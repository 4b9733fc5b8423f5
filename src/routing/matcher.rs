//! Route matching logic.
//!
//! # Responsibilities
//! - Match a request path against a route pattern
//! - Capture `:param` segments as path parameters
//!
//! # Design Decisions
//! - Leading and trailing slashes are ignored
//! - Literal segments are case-sensitive
//! - A parameter matches exactly one non-empty segment
//! - No regex: matching is a single pass over segments

use serde::Serialize;
use std::collections::BTreeMap;

/// Parameters captured from a matched path.
#[derive(Debug, Clone, Default, PartialEq, Eq, Serialize)]
#[serde(transparent)]
pub struct PathParams(BTreeMap<String, String>);

impl PathParams {
    pub fn get(&self, name: &str) -> Option<&str> {
        self.0.get(name).map(String::as_str)
    }

    pub fn is_empty(&self) -> bool {
        self.0.is_empty()
    }
}

/// Strip the slashes that do not take part in matching.
pub fn normalize(path: &str) -> &str {
    path.trim_matches('/')
}

/// Trait for matching paths against route conditions.
pub trait Matcher: Send + Sync + std::fmt::Debug {
    /// Returns captured parameters if `path` matches.
    fn matches(&self, path: &str) -> Option<PathParams>;
}

#[derive(Debug, Clone, PartialEq, Eq)]
enum Segment {
    Literal(String),
    Param(String),
}

/// Matches a `/`-separated pattern such as `drivers/driver/:id`.
#[derive(Debug, Clone)]
pub struct PatternMatcher {
    segments: Vec<Segment>,
}

impl PatternMatcher {
    pub fn new(pattern: &str) -> Self {
        let segments = normalize(pattern)
            .split('/')
            .filter(|s| !s.is_empty())
            .map(|s| match s.strip_prefix(':') {
                Some(name) => Segment::Param(name.to_string()),
                None => Segment::Literal(s.to_string()),
            })
            .collect();
        Self { segments }
    }

    /// Whether the pattern captures any parameter.
    pub fn has_params(&self) -> bool {
        self.segments.iter().any(|s| matches!(s, Segment::Param(_)))
    }
}

impl Matcher for PatternMatcher {
    fn matches(&self, path: &str) -> Option<PathParams> {
        let normalized = normalize(path);
        let parts: Vec<&str> = if normalized.is_empty() {
            Vec::new()
        } else {
            normalized.split('/').collect()
        };

        if parts.len() != self.segments.len() {
            return None;
        }

        let mut params = BTreeMap::new();
        for (segment, part) in self.segments.iter().zip(parts) {
            match segment {
                Segment::Literal(lit) if lit == part => {}
                Segment::Param(name) if !part.is_empty() => {
                    params.insert(name.clone(), part.to_string());
                }
                _ => return None,
            }
        }
        Some(PathParams(params))
    }
}

/// Matches every path, including the root.
#[derive(Debug, Clone, Copy, Default)]
pub struct CatchAllMatcher;

impl Matcher for CatchAllMatcher {
    fn matches(&self, _path: &str) -> Option<PathParams> {
        Some(PathParams::default())
    }
}

#[cfg(test)]
mod tests {
    use super::*;

    #[test]
    fn test_literal_pattern() {
        let matcher = PatternMatcher::new("drivers/main");

        assert!(matcher.matches("/drivers/main").is_some());
        assert!(matcher.matches("drivers/main/").is_some());
        assert!(matcher.matches("/Drivers/main").is_none()); // Case sensitive
        assert!(matcher.matches("/drivers/main/extra").is_none());
        assert!(matcher.matches("/drivers").is_none());
        assert!(!matcher.has_params());
    }

    #[test]
    fn test_param_pattern() {
        let matcher = PatternMatcher::new("drivers/driver/:id");
        assert!(matcher.has_params());

        let params = matcher.matches("/drivers/driver/42").unwrap();
        assert_eq!(params.get("id"), Some("42"));

        assert!(matcher.matches("/drivers/driver").is_none());
        assert!(matcher.matches("/drivers/driver//").is_none());
        assert!(matcher.matches("/drivers/car/42").is_none());
    }

    #[test]
    fn test_catch_all() {
        assert!(CatchAllMatcher.matches("/").is_some());
        assert!(CatchAllMatcher.matches("/anything/at/all").is_some());
    }
}
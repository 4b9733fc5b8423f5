//! Canonical path deduplication.
//!
//! # Responsibilities
//! - Remember every path registered during one accumulation lifetime
//! - Reject repeats without mutating
//!
//! # Design Decisions
//! - Lives as long as the mount, not a single render
//! - Repeats are not errors; the caller decides how loudly to report them

use std::collections::HashSet;

use crate::navigation::entry::CanonicalPath;

/// Set of canonical paths already registered.
#[derive(Debug, Default, Clone)]
pub struct DeduplicationRegistry {
    seen: HashSet<CanonicalPath>,
}

impl DeduplicationRegistry {
    pub fn new() -> Self {
        Self::default()
    }

    /// Record `path` if it has not been seen. Returns false on a repeat.
    pub fn try_register(&mut self, path: &CanonicalPath) -> bool {
        if self.seen.contains(path) {
            return false;
        }
        self.seen.insert(path.clone())
    }

    pub fn contains(&self, path: &CanonicalPath) -> bool {
        self.seen.contains(path)
    }

    pub fn len(&self) -> usize {
        self.seen.len()
    }

    pub fn is_empty(&self) -> bool {
        self.seen.is_empty()
    }
}

#[cfg(test)]
mod tests {
    use super::*;

    #[test]
    fn test_first_registration_wins() {
        let mut registry = DeduplicationRegistry::new();
        let path = CanonicalPath::new("drivers/main");

        assert!(registry.try_register(&path));
        assert!(!registry.try_register(&path));
        assert!(!registry.try_register(&path));
        assert_eq!(registry.len(), 1);
    }

    #[test]
    fn test_distinct_paths_all_register() {
        let mut registry = DeduplicationRegistry::new();
        assert!(registry.try_register(&CanonicalPath::new("drivers/main")));
        assert!(registry.try_register(&CanonicalPath::new("passengers/main")));
        assert!(registry.contains(&CanonicalPath::new("drivers/main")));
        assert_eq!(registry.len(), 2);
    }
}
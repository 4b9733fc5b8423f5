//! Navigation categories.
//!
//! # Design Decisions
//! - Closed set: every group is known at compile time
//! - Variant order is the sidebar order of groups
//! - Serialized in lowercase, which is also the URL prefix

use serde::{Deserialize, Serialize};
use std::fmt;
use std::str::FromStr;

/// A top-level navigation category.
#[derive(Debug, Clone, Copy, PartialEq, Eq, PartialOrd, Ord, Hash, Serialize, Deserialize)]
#[serde(rename_all = "lowercase")]
pub enum GroupKey {
    Passengers,
    Drivers,
    Infos,
    Admins,
    Settings,
}

impl GroupKey {
    /// Every group, in menu order.
    pub const ALL: [GroupKey; 5] = [
        GroupKey::Passengers,
        GroupKey::Drivers,
        GroupKey::Infos,
        GroupKey::Admins,
        GroupKey::Settings,
    ];

    /// The URL prefix for routes in this group.
    pub fn as_str(&self) -> &'static str {
        match self {
            GroupKey::Passengers => "passengers",
            GroupKey::Drivers => "drivers",
            GroupKey::Infos => "infos",
            GroupKey::Admins => "admins",
            GroupKey::Settings => "settings",
        }
    }
}

impl fmt::Display for GroupKey {
    fn fmt(&self, f: &mut fmt::Formatter<'_>) -> fmt::Result {
        f.write_str(self.as_str())
    }
}

/// Error returned when a string names no group.
#[derive(Debug, Clone, PartialEq, Eq, thiserror::Error)]
#[error("unknown navigation group: {0}")]
pub struct UnknownGroup(pub String);

impl FromStr for GroupKey {
    type Err = UnknownGroup;

    fn from_str(s: &str) -> Result<Self, Self::Err> {
        GroupKey::ALL
            .into_iter()
            .find(|g| g.as_str() == s)
            .ok_or_else(|| UnknownGroup(s.to_string()))
    }
}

---*---

What is needed:
Using the entries above, give back exactly the line containing "self.seen.insert(path.clone())", the line containing "top-level navigation category.", and every line between them, and nothing else.

Output:
        self.seen.insert(path.clone())
    }

    pub fn contains(&self, path: &CanonicalPath) -> bool {
        self.seen.contains(path)
    }

    pub fn len(&self) -> usize {
        self.seen.len()
    }

    pub fn is_empty(&self) -> bool {
        self.seen.is_empty()
    }
}

#[cfg(test)]
mod tests {
    use super::*;

    #[test]
    fn test_first_registration_wins() {
        let mut registry = DeduplicationRegistry::new();
        let path = CanonicalPath::new("drivers/main");

        assert!(registry.try_register(&path));
        assert!(!registry.try_register(&path));
        assert!(!registry.try_register(&path));
        assert_eq!(registry.len(), 1);
    }

    #[test]
    fn test_distinct_paths_all_register() {
        let mut registry = DeduplicationRegistry::new();
        assert!(registry.try_register(&CanonicalPath::new("drivers/main")));
        assert!(registry.try_register(&CanonicalPath::new("passengers/main")));
        assert!(registry.contains(&CanonicalPath::new("drivers/main")));
        assert_eq!(registry.len(), 2);
    }
}
repository 4b9733fc5b8423f5
//! Navigation categories.
//!
//! # Design Decisions
//! - Closed set: every group is known at compile time
//! - Variant order is the sidebar order of groups
//! - Serialized in lowercase, which is also the URL prefix

use serde::{Deserialize, Serialize};
use std::fmt;
use std::str::FromStr;

/// A top-level navigation category.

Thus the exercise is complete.